Seed heads typically emerge by mid-May in most of Missouri’s tall fescue pastures. They contain five times more ergovaline than leaves and have little nutritive value, says Roberts. In early summer, seed heads can also become infected with ergot, a highly toxic fungus that grows on the seed. Ergot infects most grasses and small grains, not just tall fescue.

 There are several ways to remove seed heads: 1. Baling before seed heads form; 2. Clipping seed heads and resetting paddocks; 3. Chemical spraying.

 Early hay production lets the plant rebound and produce new leaf growth. Clipping paddocks allows the grass to stay in a vegetative, leafy state longer. Clipping results in grasses that are higher in nutrition and digestibility.

 Use a management-intensive grazing system that encourages cows to rotate through small pasture paddocks. Don’t let cattle graze too short.

 Fescue toxicosis costs Missouri’s beef industry more than $160 million each year in reduced weaning weights, conception rates, daily gain and milk production. Cattle run high internal body temperatures and respiration rates and experience reduced blood flow, which can cause lameness and loss of hooves in the winter.

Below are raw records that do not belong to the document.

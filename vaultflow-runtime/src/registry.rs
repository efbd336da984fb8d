use crate::error::{FlowError, RegistryError};
use crate::flow::FlowLogic;
use serde_json::Value;
use std::collections::HashMap;
use std::sync::Arc;
use vaultflow_core::id::Party;

/// Shape of a single flow parameter
#[derive(Debug, Clone, Copy, PartialEq, Eq)]
pub enum ParamKind {
    /// Positive integer amount
    Quantity,
    /// Name of a party on the network
    Party,
    /// Free-form string
    Text,
    Bool,
}

/// Declared parameters of an initiating flow
#[derive(Debug, Clone, PartialEq, Eq)]
pub struct FlowSignature {
    pub flow_type: String,
    pub params: Vec<(String, ParamKind)>,
}

impl FlowSignature {
    pub fn new(flow_type: impl Into<String>) -> Self {
        Self {
            flow_type: flow_type.into(),
            params: Vec::new(),
        }
    }

    pub fn param(mut self, name: impl Into<String>, kind: ParamKind) -> Self {
        self.params.push((name.into(), kind));
        self
    }

    /// Check positional arguments against the declared parameters
    ///
    /// # Parameters
    /// * `args` - Positional JSON arguments
    ///
    /// # Returns
    /// The arguments keyed by parameter name, or InvalidArguments describing the first mismatch
    pub fn validate(&self, args: &[Value]) -> Result<FlowArgs, FlowError> {
        if args.len() != self.params.len() {
            return Err(FlowError::InvalidArguments(format!(
                "{} expects {} arguments, got {}",
                self.flow_type,
                self.params.len(),
                args.len()
            )));
        }

        let mut values = Vec::with_capacity(args.len());
        for ((name, kind), arg) in self.params.iter().zip(args) {
            let valid = match kind {
                ParamKind::Quantity => arg.as_u64().map_or(false, |q| q > 0),
                ParamKind::Party => arg.as_str().map_or(false, |s| !s.is_empty()),
                ParamKind::Text => arg.is_string(),
                ParamKind::Bool => arg.is_boolean(),
            };
            if !valid {
                return Err(FlowError::InvalidArguments(format!(
                    "{}: argument `{}` must be {}, got {}",
                    self.flow_type,
                    name,
                    describe(*kind),
                    arg
                )));
            }
            values.push((name.clone(), *kind, arg.clone()));
        }

        Ok(FlowArgs { values })
    }
}

fn describe(kind: ParamKind) -> &'static str {
    match kind {
        ParamKind::Quantity => "a positive integer",
        ParamKind::Party => "a party name",
        ParamKind::Text => "a string",
        ParamKind::Bool => "a boolean",
    }
}

/// Validated arguments of a flow start request
#[derive(Debug, Clone, PartialEq)]
pub struct FlowArgs {
    values: Vec<(String, ParamKind, Value)>,
}

impl FlowArgs {
    fn get(&self, name: &str) -> Result<&Value, FlowError> {
        self.values
            .iter()
            .find(|(param, _, _)| param == name)
            .map(|(_, _, value)| value)
            .ok_or_else(|| FlowError::InvalidArguments(format!("missing argument `{}`", name)))
    }

    pub fn quantity(&self, name: &str) -> Result<u64, FlowError> {
        self.get(name)?
            .as_u64()
            .ok_or_else(|| FlowError::InvalidArguments(format!("`{}` is not a quantity", name)))
    }

    pub fn party(&self, name: &str) -> Result<Party, FlowError> {
        self.text(name).map(Party::new)
    }

    pub fn text(&self, name: &str) -> Result<String, FlowError> {
        self.get(name)?
            .as_str()
            .map(str::to_string)
            .ok_or_else(|| FlowError::InvalidArguments(format!("`{}` is not a string", name)))
    }

    pub fn flag(&self, name: &str) -> Result<bool, FlowError> {
        self.get(name)?
            .as_bool()
            .ok_or_else(|| FlowError::InvalidArguments(format!("`{}` is not a boolean", name)))
    }

    /// Every party-typed argument
    pub fn parties(&self) -> Vec<Party> {
        self.values
            .iter()
            .filter(|(_, kind, _)| *kind == ParamKind::Party)
            .filter_map(|(_, _, value)| value.as_str().map(Party::new))
            .collect()
    }
}

pub type InitiatorFactory =
    Arc<dyn Fn(&FlowArgs) -> Result<Box<dyn FlowLogic>, FlowError> + Send + Sync>;
pub type ResponderFactory = Arc<dyn Fn() -> Box<dyn FlowLogic> + Send + Sync>;

/// Maps flow types to their signatures and factories, and protocols to responders
#[derive(Default, Clone)]
pub struct FlowRegistry {
    initiators: HashMap<String, (FlowSignature, InitiatorFactory)>,
    responders: HashMap<String, ResponderFactory>,
}

impl FlowRegistry {
    /// Create a new empty registry
    pub fn new() -> Self {
        Self::default()
    }

    /// Register an initiating flow
    ///
    /// # Arguments
    /// * `signature` - Flow type name and declared parameters
    /// * `factory` - Builds the flow from validated arguments
    ///
    /// # Returns
    /// * `Ok(())` if registration was successful
    /// * `Err(RegistryError)` if the flow type is already registered
    pub fn register_initiator<F>(
        &mut self,
        signature: FlowSignature,
        factory: F,
    ) -> Result<(), RegistryError>
    where
        F: Fn(&FlowArgs) -> Result<Box<dyn FlowLogic>, FlowError> + Send + Sync + 'static,
    {
        if self.initiators.contains_key(&signature.flow_type) {
            return Err(RegistryError::AlreadyRegistered(format!(
                "flow '{}'",
                signature.flow_type
            )));
        }
        self.insert_initiator(signature, factory);
        Ok(())
    }

    /// Register the responder created when a session on `protocol` is initiated
    pub fn register_responder<F>(&mut self, protocol: &str, factory: F) -> Result<(), RegistryError>
    where
        F: Fn() -> Box<dyn FlowLogic> + Send + Sync + 'static,
    {
        if self.responders.contains_key(protocol) {
            return Err(RegistryError::AlreadyRegistered(format!(
                "responder for '{}'",
                protocol
            )));
        }
        self.insert_responder(protocol, factory);
        Ok(())
    }

    pub(crate) fn insert_initiator<F>(&mut self, signature: FlowSignature, factory: F)
    where
        F: Fn(&FlowArgs) -> Result<Box<dyn FlowLogic>, FlowError> + Send + Sync + 'static,
    {
        self.initiators
            .insert(signature.flow_type.clone(), (signature, Arc::new(factory)));
    }

    pub(crate) fn insert_responder<F>(&mut self, protocol: &str, factory: F)
    where
        F: Fn() -> Box<dyn FlowLogic> + Send + Sync + 'static,
    {
        self.responders.insert(protocol.to_string(), Arc::new(factory));
    }

    pub fn signature(&self, flow_type: &str) -> Option<&FlowSignature> {
        self.initiators.get(flow_type).map(|(signature, _)| signature)
    }

    /// Registered flow types, sorted
    pub fn flow_types(&self) -> Vec<String> {
        let mut types: Vec<String> = self.initiators.keys().cloned().collect();
        types.sort();
        types
    }

    /// Validate `args` and build the flow
    pub fn instantiate(
        &self,
        flow_type: &str,
        args: &[Value],
    ) -> Result<(FlowArgs, Box<dyn FlowLogic>), FlowError> {
        let (signature, factory) = self
            .initiators
            .get(flow_type)
            .ok_or_else(|| FlowError::UnknownFlow(flow_type.to_string()))?;
        let validated = signature.validate(args)?;
        let logic = factory(&validated)?;
        Ok((validated, logic))
    }

    /// Build the responder for `protocol`, if one is registered
    pub fn responder(&self, protocol: &str) -> Option<Box<dyn FlowLogic>> {
        self.responders.get(protocol).map(|factory| factory())
    }
}

#[cfg(test)]
mod tests {
    use super::*;
    use crate::flow::{FlowContext, FlowEvent, FlowStep};
    use serde_json::json;

    struct Noop;

    impl FlowLogic for Noop {
        fn on_event(&mut self, _ctx: &mut FlowContext, _event: FlowEvent) -> Result<FlowStep, FlowError> {
            Ok(FlowStep::Done(Value::Null))
        }
    }

    fn payment_signature() -> FlowSignature {
        FlowSignature::new("Pay")
            .param("quantity", ParamKind::Quantity)
            .param("recipient", ParamKind::Party)
            .param("memo", ParamKind::Text)
            .param("urgent", ParamKind::Bool)
    }

    #[test]
    fn test_validate_arguments() {
        let signature = payment_signature();
        let args = signature
            .validate(&[json!(10), json!("Corp"), json!("rent"), json!(true)])
            .unwrap();
        assert_eq!(args.quantity("quantity").unwrap(), 10);
        assert_eq!(args.party("recipient").unwrap(), Party::new("Corp"));
        assert_eq!(args.text("memo").unwrap(), "rent");
        assert!(args.flag("urgent").unwrap());
        assert_eq!(args.parties(), vec![Party::new("Corp")]);

        // Wrong arity
        assert!(matches!(
            signature.validate(&[json!(10)]),
            Err(FlowError::InvalidArguments(_))
        ));
        // Zero and negative quantities
        for bad in [json!(0), json!(-5), json!("10")] {
            assert!(matches!(
                signature.validate(&[bad, json!("Corp"), json!(""), json!(false)]),
                Err(FlowError::InvalidArguments(_))
            ));
        }
        // Empty party name
        assert!(matches!(
            signature.validate(&[json!(1), json!(""), json!(""), json!(false)]),
            Err(FlowError::InvalidArguments(_))
        ));
    }

    #[test]
    fn test_registration_and_lookup() {
        let mut registry = FlowRegistry::new();
        registry
            .register_initiator(payment_signature(), |_| Ok(Box::new(Noop) as Box<dyn FlowLogic>))
            .unwrap();
        registry
            .register_responder("pay", || Box::new(Noop) as Box<dyn FlowLogic>)
            .unwrap();

        assert_eq!(
            registry.register_initiator(payment_signature(), |_| Ok(Box::new(Noop) as Box<dyn FlowLogic>)),
            Err(RegistryError::AlreadyRegistered("flow 'Pay'".to_string()))
        );
        assert!(registry
            .register_responder("pay", || Box::new(Noop) as Box<dyn FlowLogic>)
            .is_err());

        assert_eq!(registry.flow_types(), vec!["Pay".to_string()]);
        assert!(registry.responder("pay").is_some());
        assert!(registry.responder("other").is_none());

        assert!(matches!(
            registry.instantiate("Missing", &[]),
            Err(FlowError::UnknownFlow(_))
        ));
        assert!(registry
            .instantiate("Pay", &[json!(1), json!("Corp"), json!("x"), json!(false)])
            .is_ok());
    }
}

 Studies show that clipping seed heads increases average daily gains in stocker cattle and improves pregnancy rates and calf weaning weights.

 Producers needing to build reserves of baled hay depleted by hard winter should harvest early and often.

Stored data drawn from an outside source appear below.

#[cfg(test)]
mod tests {
    use super::*;
    use rand::rngs::StdRng;
    use rand::{Rng, SeedableRng};
    use std::collections::BTreeSet;
    use std::thread;
    use std::time::Duration;
    use vaultflow_core::error::StorageError;
    use vaultflow_core::id::TxId;

    fn state(seed: u8, index: u32, quantity: u64) -> StateObject {
        StateObject::new(
            StateRef::new(TxId::new([seed; 32]), index),
            Party::new("Bank"),
            "USD",
            quantity,
        )
    }

    fn refs(states: &[StateObject]) -> BTreeSet<StateRef> {
        states.iter().map(|s| s.state_ref).collect()
    }

    struct FailingStore;

    impl VaultStore for FailingStore {
        fn load(&self) -> Result<Vec<VaultUpdate>, StorageError> {
            Ok(Vec::new())
        }

        fn record(&self, _update: &VaultUpdate) -> Result<(), StorageError> {
            Err(StorageError::Log("disk full".to_string()))
        }
    }

    #[test]
    fn test_unspent_set_is_produced_minus_consumed() {
        let vault = Vault::new(Party::new("Bank"));
        let a = state(1, 0, 10);
        let b = state(1, 1, 20);
        let c = state(2, 0, 30);

        vault.apply(VaultUpdate::issue(vec![a.clone(), b.clone()])).unwrap();
        vault
            .apply(VaultUpdate::new(refs(&[a.clone()]), vec![c.clone()]))
            .unwrap();
        vault.apply(VaultUpdate::spend([b.state_ref])).unwrap();

        assert_eq!(vault.current_states(), vec![c.clone()]);
        assert!(!vault.is_unspent(&a.state_ref));
        assert!(vault.is_unspent(&c.state_ref));
    }

    #[test]
    fn test_double_spend_leaves_vault_unmutated() {
        let vault = Vault::new(Party::new("Bank"));
        let a = state(1, 0, 10);
        let b = state(1, 1, 20);
        vault.apply(VaultUpdate::issue(vec![a.clone(), b.clone()])).unwrap();
        vault.apply(VaultUpdate::spend([a.state_ref])).unwrap();

        let mut updates = vault.subscribe();
        let before = vault.current_states();

        // b is unspent but a is not, so nothing in the update may take effect
        let result = vault.apply(VaultUpdate::new(
            refs(&[b.clone(), a.clone()]),
            vec![state(3, 0, 30)],
        ));
        assert_eq!(result, Err(VaultError::DoubleSpend(a.state_ref)));
        assert_eq!(vault.current_states(), before);
        assert!(updates.try_next_update().is_none());
    }

    #[test]
    fn test_duplicate_production_checks_history() {
        let vault = Vault::new(Party::new("Bank"));
        let a = state(1, 0, 10);
        vault.apply(VaultUpdate::issue(vec![a.clone()])).unwrap();
        vault.apply(VaultUpdate::spend([a.state_ref])).unwrap();

        // Spent, but still produced once before
        assert_eq!(
            vault.apply(VaultUpdate::issue(vec![a.clone()])),
            Err(VaultError::DuplicateProduction(a.state_ref))
        );

        // Duplicates within one update
        let b = state(2, 0, 5);
        assert_eq!(
            vault.apply(VaultUpdate::issue(vec![b.clone(), b.clone()])),
            Err(VaultError::DuplicateProduction(b.state_ref))
        );
        assert!(vault.current_states().is_empty());
    }

    #[test]
    fn test_storage_failure_is_reported_without_mutation() {
        let vault = Vault::open(Party::new("Bank"), Arc::new(FailingStore), 4).unwrap();
        let result = vault.apply(VaultUpdate::issue(vec![state(1, 0, 10)]));
        assert!(matches!(result, Err(VaultError::StorageFailure(_))));
        assert!(vault.current_states().is_empty());
    }

    #[test]
    fn test_subscriber_sees_issue_then_move() {
        let vault = Vault::new(Party::new("Bank"));
        let mut updates = vault.subscribe();
        let a = state(1, 0, 1000);

        vault.apply(VaultUpdate::issue(vec![a.clone()])).unwrap();
        vault.apply(VaultUpdate::spend([a.state_ref])).unwrap();

        let sizes: Vec<_> = updates.drain_buffered().iter().map(|u| u.sizes()).collect();
        assert_eq!(sizes, vec![(0, 1), (1, 0)]);
    }

    #[test]
    fn test_snapshot_and_subscribe_has_no_overlap() {
        let vault = Vault::new(Party::new("Bank"));
        let a = state(1, 0, 10);
        vault.apply(VaultUpdate::issue(vec![a.clone()])).unwrap();

        let (snapshot, mut updates) = vault.snapshot_and_subscribe();
        assert_eq!(snapshot, vec![a.clone()]);
        assert!(updates.try_next_update().is_none());

        let b = state(2, 0, 20);
        vault.apply(VaultUpdate::issue(vec![b.clone()])).unwrap();
        assert_eq!(updates.try_next_update().unwrap().produced, vec![b]);
    }

    #[test]
    fn test_dropped_subscribers_are_pruned() {
        let vault = Vault::new(Party::new("Bank"));
        let kept = vault.subscribe();
        let dropped = vault.subscribe();
        assert_eq!(vault.subscriber_count(), 2);

        drop(dropped);
        vault.apply(VaultUpdate::issue(vec![state(1, 0, 1)])).unwrap();
        assert_eq!(vault.subscriber_count(), 1);
        drop(kept);
    }

    #[test]
    fn test_full_buffer_blocks_writer_until_drained() {
        let store = Arc::new(MemoryVaultStore::new());
        let vault = Arc::new(Vault::open(Party::new("Bank"), store, 1).unwrap());
        let mut updates = vault.subscribe();

        let writer = {
            let vault = Arc::clone(&vault);
            thread::spawn(move || {
                for seed in 1..=3u8 {
                    vault.apply(VaultUpdate::issue(vec![state(seed, 0, seed as u64)])).unwrap();
                }
            })
        };

        // The writer cannot finish while the single slot is occupied
        thread::sleep(Duration::from_millis(50));
        assert!(!writer.is_finished());

        let mut received = Vec::new();
        while received.len() < 3 {
            let update = updates.blocking_next_update().unwrap();
            received.push(update.produced[0].quantity);
        }
        writer.join().unwrap();

        assert_eq!(received, vec![1, 2, 3]);
    }

    #[test]
    fn test_open_replays_store_history() {
        let store = Arc::new(MemoryVaultStore::new());
        let a = state(1, 0, 10);
        {
            let vault = Vault::open(Party::new("Bank"), store.clone(), 8).unwrap();
            vault.apply(VaultUpdate::issue(vec![a.clone(), state(1, 1, 5)])).unwrap();
            vault.apply(VaultUpdate::spend([a.state_ref])).unwrap();
        }
        assert_eq!(store.len(), 2);

        let reopened = Vault::open(Party::new("Bank"), store, 8).unwrap();
        assert_eq!(reopened.current_states(), vec![state(1, 1, 5)]);
        assert_eq!(
            reopened.apply(VaultUpdate::issue(vec![a.clone()])),
            Err(VaultError::DuplicateProduction(a.state_ref))
        );
    }

    #[test]
    fn test_subscribing_does_not_wait_for_slow_subscriber() {
        let store = Arc::new(MemoryVaultStore::new());
        let vault = Arc::new(Vault::open(Party::new("Bank"), store, 1).unwrap());
        let mut slow = vault.subscribe();
        vault.apply(VaultUpdate::issue(vec![state(1, 0, 1)])).unwrap();

        let writer = {
            let vault = Arc::clone(&vault);
            thread::spawn(move || {
                vault.apply(VaultUpdate::issue(vec![state(2, 0, 2)])).unwrap();
            })
        };
        thread::sleep(Duration::from_millis(50));
        assert!(!writer.is_finished());

        // The blocked update is already applied: in the snapshot, not the feed
        let (snapshot, mut late) = vault.snapshot_and_subscribe();
        assert_eq!(snapshot.len(), 2);
        assert!(late.try_next_update().is_none());
        assert_eq!(vault.current_states().len(), 2);

        for expected in 1..=2 {
            assert_eq!(slow.blocking_next_update().unwrap().produced[0].quantity, expected);
        }
        writer.join().unwrap();

        vault.apply(VaultUpdate::issue(vec![state(3, 0, 3)])).unwrap();
        assert_eq!(late.try_next_update().unwrap().produced[0].quantity, 3);
        assert_eq!(slow.try_next_update().unwrap().produced[0].quantity, 3);
    }

    fn fresh(tx: u32, index: u32, quantity: u64) -> StateObject {
        let mut id = [0u8; 32];
        id[..4].copy_from_slice(&tx.to_le_bytes());
        StateObject::new(
            StateRef::new(TxId::new(id), index),
            Party::new("Bank"),
            "USD",
            quantity,
        )
    }

    #[test]
    fn test_generated_histories_keep_produced_minus_consumed() {
        for seed in 0..25u64 {
            let mut rng = StdRng::seed_from_u64(seed);
            let vault = Vault::open(Party::new("Bank"), Arc::new(MemoryVaultStore::new()), 1024).unwrap();
            let mut feed = vault.subscribe();
            let mut accepted: Vec<VaultUpdate> = Vec::new();
            let mut produced_ever: Vec<StateObject> = Vec::new();

            for tx in 0..60u32 {
                let unspent = vault.current_states();
                let mut consumed: BTreeSet<StateRef> = unspent
                    .iter()
                    .filter(|_| rng.gen_bool(0.3))
                    .map(|s| s.state_ref)
                    .collect();
                let mut produced: Vec<StateObject> = (0..rng.gen_range(0..3u32))
                    .map(|index| fresh(tx, index, rng.gen_range(1..100)))
                    .collect();

                // Now and then replay an old identity or consume a spent one
                let spent: Vec<StateRef> = produced_ever
                    .iter()
                    .map(|s| s.state_ref)
                    .filter(|r| !unspent.iter().any(|u| u.state_ref == *r))
                    .collect();
                let expected = match rng.gen_range(0..6) {
                    0 if !produced_ever.is_empty() => {
                        let old = produced_ever[rng.gen_range(0..produced_ever.len())].clone();
                        let state_ref = old.state_ref;
                        produced.push(old);
                        Err(VaultError::DuplicateProduction(state_ref))
                    }
                    1 if !spent.is_empty() => {
                        let state_ref = spent[rng.gen_range(0..spent.len())];
                        consumed.insert(state_ref);
                        Err(VaultError::DoubleSpend(state_ref))
                    }
                    _ => Ok(()),
                };

                let update = VaultUpdate::new(consumed, produced);
                let before = vault.current_states();
                let result = vault.apply(update.clone());
                assert_eq!(result, expected, "seed {} tx {}", seed, tx);
                if result.is_ok() {
                    produced_ever.extend(update.produced.iter().cloned());
                    accepted.push(update);
                } else {
                    assert_eq!(vault.current_states(), before);
                }
            }

            let all_produced: BTreeSet<StateRef> = accepted
                .iter()
                .flat_map(|u| u.produced.iter().map(|s| s.state_ref))
                .collect();
            let all_consumed: BTreeSet<StateRef> =
                accepted.iter().flat_map(|u| u.consumed.iter().copied()).collect();
            let expected: BTreeSet<StateRef> =
                all_produced.difference(&all_consumed).copied().collect();

            assert_eq!(refs(&vault.current_states()), expected, "seed {}", seed);
            assert_eq!(feed.drain_buffered(), accepted, "seed {}", seed);
        }
    }
}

 May is a better hay month than June and far better than July.

 With the lack of warm weather, hay developed slowly this spring. Kallenbach estimates yields fall 25 to 30 percent behind normal.

 Lack of sunshine caused thinner stands. The plants grew tall, but the grass didn’t thicken, putting out fewer tillers. “The undergrowth is just not there,” Kallenbach says.

 While yields may seem low on the first cuttings, an early harvest will allow stronger second cuttings.

 Kallenbach advises cutting high-quality hay while it is available. Quality hay will be worth more as feed next winter.

 Warm days in the third week of May boosted forage yields. In the first week of May, rising-plate-meter readings showed only 70 pounds of dry matter per day per acre.

 “With warmth, and lots of moisture, we’re getting 140-pound dry-matter readings,” Kallenbach told regional specialists in a weekly teleconference.

 Jim Jarman, extension agronomist, Fulton, Mo., reports fescue seed heads are emerging. “It happened quickly in the warm weather. The forage quality will diminish by the minute.”

 Kallenbach says he’s seen seed heads on orchardgrass.

 “Hay should be harvested before seeds set,” Kallenbach reminds producers. When seed heads emerge, the grass transfers proteins and sugars from leaves into the seeds. That lowers nutrient content in hay harvested after seed heads emerge.

 By making a first cutting early, more grass will grow for the second cutting. “We can grow a lot of hay between now and Memorial Day,” Kallenbach says. That regrowth can be cut for hay, or grazed longer into the warm months of June and July.

 Once the weather gets hot, cool-season grass growth slumps.

 “Once grass matures, and seed heads fill, it stops growing. But if hay is cut before seeds set, the grass keeps adding leaves.”

 When asked about making alfalfa hay in July, Kallenbach said, “It won’t be dairy-quality hay, but it will be better than other hay made in July.”

 Craig Roberts, MU Extension specialist, said this year might become a year for ergot to appear in seed heads of pasture grasses.

 Ergot, a poisonous fungus, replaces seeds in the grass heads.

 “Ergot causes lameness in grazing cattle. Stocker calves eating ergot stop gaining,” Roberts says.

 Kallenbach encourages high-level management of hay this year.

 

“We’ll need the hay,” he adds. “Many acres have been taken out of forage and planted to crops. High prices for commodities take away hay land.”